(EXERCISE INPUTS)
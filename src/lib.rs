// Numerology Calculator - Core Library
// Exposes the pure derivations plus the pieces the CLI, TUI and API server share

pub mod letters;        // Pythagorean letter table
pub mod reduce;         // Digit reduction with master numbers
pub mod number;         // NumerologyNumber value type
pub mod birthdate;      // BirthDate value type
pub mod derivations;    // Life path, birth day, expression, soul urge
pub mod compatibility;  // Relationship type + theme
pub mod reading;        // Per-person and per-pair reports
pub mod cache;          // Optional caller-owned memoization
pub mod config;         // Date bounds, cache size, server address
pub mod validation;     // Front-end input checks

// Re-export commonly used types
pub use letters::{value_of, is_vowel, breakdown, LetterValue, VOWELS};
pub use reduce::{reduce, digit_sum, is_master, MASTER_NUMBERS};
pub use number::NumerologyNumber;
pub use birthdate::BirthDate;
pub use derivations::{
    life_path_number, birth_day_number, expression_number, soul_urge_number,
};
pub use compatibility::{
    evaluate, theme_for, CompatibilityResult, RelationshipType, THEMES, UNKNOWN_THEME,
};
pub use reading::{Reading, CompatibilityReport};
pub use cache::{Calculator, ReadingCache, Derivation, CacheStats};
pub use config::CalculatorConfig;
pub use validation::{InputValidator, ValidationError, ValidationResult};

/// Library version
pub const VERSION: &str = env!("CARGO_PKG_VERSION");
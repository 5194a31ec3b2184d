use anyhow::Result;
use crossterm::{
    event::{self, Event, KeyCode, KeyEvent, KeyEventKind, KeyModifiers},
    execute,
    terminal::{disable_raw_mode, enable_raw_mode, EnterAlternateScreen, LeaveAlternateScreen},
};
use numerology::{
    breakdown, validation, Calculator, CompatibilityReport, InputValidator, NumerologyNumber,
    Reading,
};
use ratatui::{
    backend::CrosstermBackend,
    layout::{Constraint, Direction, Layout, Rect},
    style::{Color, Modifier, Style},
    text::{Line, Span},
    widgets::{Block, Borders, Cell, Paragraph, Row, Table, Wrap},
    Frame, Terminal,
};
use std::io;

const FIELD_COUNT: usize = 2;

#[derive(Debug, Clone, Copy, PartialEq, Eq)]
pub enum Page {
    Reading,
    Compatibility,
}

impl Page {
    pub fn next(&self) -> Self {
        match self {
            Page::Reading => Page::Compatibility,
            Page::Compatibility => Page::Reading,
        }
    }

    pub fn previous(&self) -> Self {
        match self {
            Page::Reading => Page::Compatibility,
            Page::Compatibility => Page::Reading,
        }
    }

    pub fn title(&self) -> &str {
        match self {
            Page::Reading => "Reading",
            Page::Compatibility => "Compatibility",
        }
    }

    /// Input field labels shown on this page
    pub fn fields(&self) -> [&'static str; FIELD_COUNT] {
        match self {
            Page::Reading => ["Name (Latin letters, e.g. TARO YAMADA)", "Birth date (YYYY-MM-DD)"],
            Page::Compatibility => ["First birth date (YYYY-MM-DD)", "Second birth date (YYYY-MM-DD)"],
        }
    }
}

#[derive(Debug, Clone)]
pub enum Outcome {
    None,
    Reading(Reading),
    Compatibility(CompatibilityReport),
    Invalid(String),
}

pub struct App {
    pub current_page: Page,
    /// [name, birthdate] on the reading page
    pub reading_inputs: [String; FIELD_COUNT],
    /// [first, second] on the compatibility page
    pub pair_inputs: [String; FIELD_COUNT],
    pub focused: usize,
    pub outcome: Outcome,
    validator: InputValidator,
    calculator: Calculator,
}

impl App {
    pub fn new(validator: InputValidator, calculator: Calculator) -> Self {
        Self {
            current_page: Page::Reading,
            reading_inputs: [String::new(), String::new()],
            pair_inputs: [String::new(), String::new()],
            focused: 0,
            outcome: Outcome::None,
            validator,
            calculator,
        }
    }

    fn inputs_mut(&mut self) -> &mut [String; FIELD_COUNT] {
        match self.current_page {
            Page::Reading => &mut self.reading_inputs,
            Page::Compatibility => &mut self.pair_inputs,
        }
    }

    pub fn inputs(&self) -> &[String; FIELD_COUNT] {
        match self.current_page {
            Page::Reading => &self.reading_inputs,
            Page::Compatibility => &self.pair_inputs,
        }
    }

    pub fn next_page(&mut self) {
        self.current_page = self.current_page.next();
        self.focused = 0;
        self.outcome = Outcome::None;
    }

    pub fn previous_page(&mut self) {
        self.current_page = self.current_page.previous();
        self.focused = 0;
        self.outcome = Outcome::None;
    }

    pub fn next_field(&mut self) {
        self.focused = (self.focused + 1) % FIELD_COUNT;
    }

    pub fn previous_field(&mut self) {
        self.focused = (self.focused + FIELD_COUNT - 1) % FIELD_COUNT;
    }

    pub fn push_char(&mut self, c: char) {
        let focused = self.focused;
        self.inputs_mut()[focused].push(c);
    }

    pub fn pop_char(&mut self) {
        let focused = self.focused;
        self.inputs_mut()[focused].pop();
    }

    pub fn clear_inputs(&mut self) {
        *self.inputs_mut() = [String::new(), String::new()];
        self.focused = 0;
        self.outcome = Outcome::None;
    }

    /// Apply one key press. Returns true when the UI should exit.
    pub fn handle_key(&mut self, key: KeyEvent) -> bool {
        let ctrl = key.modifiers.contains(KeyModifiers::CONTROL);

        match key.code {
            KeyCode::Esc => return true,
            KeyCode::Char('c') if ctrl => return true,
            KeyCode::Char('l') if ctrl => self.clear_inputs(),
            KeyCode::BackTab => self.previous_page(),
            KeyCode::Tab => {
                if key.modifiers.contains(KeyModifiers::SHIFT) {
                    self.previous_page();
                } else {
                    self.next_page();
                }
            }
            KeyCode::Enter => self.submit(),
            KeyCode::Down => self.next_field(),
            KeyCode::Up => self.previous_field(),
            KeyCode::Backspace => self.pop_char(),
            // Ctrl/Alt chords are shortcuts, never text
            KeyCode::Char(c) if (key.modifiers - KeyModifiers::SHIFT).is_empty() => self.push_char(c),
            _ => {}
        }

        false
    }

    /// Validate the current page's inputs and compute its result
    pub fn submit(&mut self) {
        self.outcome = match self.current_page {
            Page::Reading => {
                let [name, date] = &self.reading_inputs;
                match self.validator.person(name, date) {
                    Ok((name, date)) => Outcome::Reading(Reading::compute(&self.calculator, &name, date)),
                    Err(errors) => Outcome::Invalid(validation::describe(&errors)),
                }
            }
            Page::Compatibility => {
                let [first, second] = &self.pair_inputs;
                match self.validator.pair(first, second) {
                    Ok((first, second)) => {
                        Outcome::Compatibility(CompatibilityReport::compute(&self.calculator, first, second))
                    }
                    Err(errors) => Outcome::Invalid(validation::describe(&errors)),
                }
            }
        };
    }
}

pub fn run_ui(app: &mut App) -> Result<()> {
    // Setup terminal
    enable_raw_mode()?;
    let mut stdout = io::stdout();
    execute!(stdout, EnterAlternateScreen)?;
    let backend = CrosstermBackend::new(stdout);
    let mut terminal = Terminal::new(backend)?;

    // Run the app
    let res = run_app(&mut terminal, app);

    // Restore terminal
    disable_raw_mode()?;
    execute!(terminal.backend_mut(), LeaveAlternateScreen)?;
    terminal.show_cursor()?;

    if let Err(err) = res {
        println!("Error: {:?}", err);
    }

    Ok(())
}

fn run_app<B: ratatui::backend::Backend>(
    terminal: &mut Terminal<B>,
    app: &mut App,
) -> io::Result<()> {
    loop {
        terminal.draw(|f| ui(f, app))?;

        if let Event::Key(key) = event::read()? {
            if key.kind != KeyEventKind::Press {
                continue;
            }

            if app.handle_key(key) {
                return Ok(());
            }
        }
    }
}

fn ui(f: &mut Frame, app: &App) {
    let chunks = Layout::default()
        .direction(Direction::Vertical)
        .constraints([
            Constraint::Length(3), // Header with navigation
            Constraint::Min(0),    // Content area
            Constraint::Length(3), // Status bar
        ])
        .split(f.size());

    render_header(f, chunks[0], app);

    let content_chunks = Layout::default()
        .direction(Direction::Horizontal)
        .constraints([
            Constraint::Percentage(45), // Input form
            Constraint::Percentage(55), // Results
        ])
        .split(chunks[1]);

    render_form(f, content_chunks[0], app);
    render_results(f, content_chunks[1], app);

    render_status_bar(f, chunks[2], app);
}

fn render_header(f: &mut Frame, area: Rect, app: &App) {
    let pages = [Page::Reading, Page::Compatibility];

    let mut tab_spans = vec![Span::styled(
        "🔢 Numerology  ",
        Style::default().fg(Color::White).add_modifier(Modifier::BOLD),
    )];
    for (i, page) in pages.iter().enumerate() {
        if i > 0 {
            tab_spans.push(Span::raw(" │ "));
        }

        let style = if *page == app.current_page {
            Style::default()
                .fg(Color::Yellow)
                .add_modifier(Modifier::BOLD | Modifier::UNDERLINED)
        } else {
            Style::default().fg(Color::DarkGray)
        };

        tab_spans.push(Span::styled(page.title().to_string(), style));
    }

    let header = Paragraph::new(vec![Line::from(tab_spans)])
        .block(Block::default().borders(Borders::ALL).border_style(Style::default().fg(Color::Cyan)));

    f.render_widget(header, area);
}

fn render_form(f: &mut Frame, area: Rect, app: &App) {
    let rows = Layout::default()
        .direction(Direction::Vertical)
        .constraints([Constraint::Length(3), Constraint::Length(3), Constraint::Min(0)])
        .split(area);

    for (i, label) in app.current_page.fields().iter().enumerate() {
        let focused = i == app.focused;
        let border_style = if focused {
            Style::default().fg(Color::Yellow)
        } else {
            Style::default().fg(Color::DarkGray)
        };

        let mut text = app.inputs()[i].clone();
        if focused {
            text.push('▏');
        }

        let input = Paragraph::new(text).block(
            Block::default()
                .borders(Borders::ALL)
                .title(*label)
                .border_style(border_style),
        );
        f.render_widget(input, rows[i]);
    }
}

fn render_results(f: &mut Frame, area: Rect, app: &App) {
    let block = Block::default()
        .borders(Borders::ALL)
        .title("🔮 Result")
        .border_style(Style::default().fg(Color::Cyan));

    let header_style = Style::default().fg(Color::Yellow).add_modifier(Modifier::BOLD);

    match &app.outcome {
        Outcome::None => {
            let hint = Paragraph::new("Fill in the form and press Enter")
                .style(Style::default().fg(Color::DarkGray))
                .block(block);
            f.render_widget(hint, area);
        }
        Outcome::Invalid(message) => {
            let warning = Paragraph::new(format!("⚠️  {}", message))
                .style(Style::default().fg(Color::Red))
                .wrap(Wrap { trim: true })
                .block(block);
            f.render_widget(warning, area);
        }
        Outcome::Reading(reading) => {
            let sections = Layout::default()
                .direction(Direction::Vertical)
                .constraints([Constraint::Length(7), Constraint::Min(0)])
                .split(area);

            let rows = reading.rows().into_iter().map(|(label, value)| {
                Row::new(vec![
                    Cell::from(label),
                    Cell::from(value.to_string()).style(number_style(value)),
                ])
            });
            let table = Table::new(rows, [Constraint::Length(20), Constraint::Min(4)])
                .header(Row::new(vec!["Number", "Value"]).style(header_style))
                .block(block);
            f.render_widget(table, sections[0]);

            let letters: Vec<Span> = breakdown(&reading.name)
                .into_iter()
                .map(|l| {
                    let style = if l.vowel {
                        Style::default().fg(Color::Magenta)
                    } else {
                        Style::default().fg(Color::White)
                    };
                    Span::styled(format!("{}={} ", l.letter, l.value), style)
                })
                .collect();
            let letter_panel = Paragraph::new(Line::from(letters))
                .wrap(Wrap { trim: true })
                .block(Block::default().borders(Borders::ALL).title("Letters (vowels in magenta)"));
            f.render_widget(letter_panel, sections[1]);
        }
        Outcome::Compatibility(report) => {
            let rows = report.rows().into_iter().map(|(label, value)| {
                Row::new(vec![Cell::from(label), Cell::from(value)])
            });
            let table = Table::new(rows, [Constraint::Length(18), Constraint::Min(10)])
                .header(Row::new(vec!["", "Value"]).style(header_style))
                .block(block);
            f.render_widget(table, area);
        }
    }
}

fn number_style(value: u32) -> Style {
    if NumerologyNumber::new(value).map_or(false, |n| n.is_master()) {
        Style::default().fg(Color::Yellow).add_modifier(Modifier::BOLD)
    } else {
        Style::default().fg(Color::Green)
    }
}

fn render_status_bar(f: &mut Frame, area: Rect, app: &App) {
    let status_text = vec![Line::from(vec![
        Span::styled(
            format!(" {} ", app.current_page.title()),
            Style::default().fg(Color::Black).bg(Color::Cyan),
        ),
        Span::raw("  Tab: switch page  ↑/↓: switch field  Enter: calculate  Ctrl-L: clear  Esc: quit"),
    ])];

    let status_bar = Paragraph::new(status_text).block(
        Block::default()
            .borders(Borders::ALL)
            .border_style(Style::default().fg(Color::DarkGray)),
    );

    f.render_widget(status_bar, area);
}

(YOUR OBJECTIVE) Retype the entries exactly from the first line, stopping after the line with "pub mod cache;".

(FINISHED TASK)
filename src/lib.rs
// Numerology Calculator - Core Library
// Exposes the pure derivations plus the pieces the CLI, TUI and API server share

pub mod letters;        // Pythagorean letter table
pub mod reduce;         // Digit reduction with master numbers
pub mod number;         // NumerologyNumber value type
pub mod birthdate;      // BirthDate value type
pub mod derivations;    // Life path, birth day, expression, soul urge
pub mod compatibility;  // Relationship type + theme
pub mod reading;        // Per-person and per-pair reports
pub mod cache;          // Optional caller-owned memoization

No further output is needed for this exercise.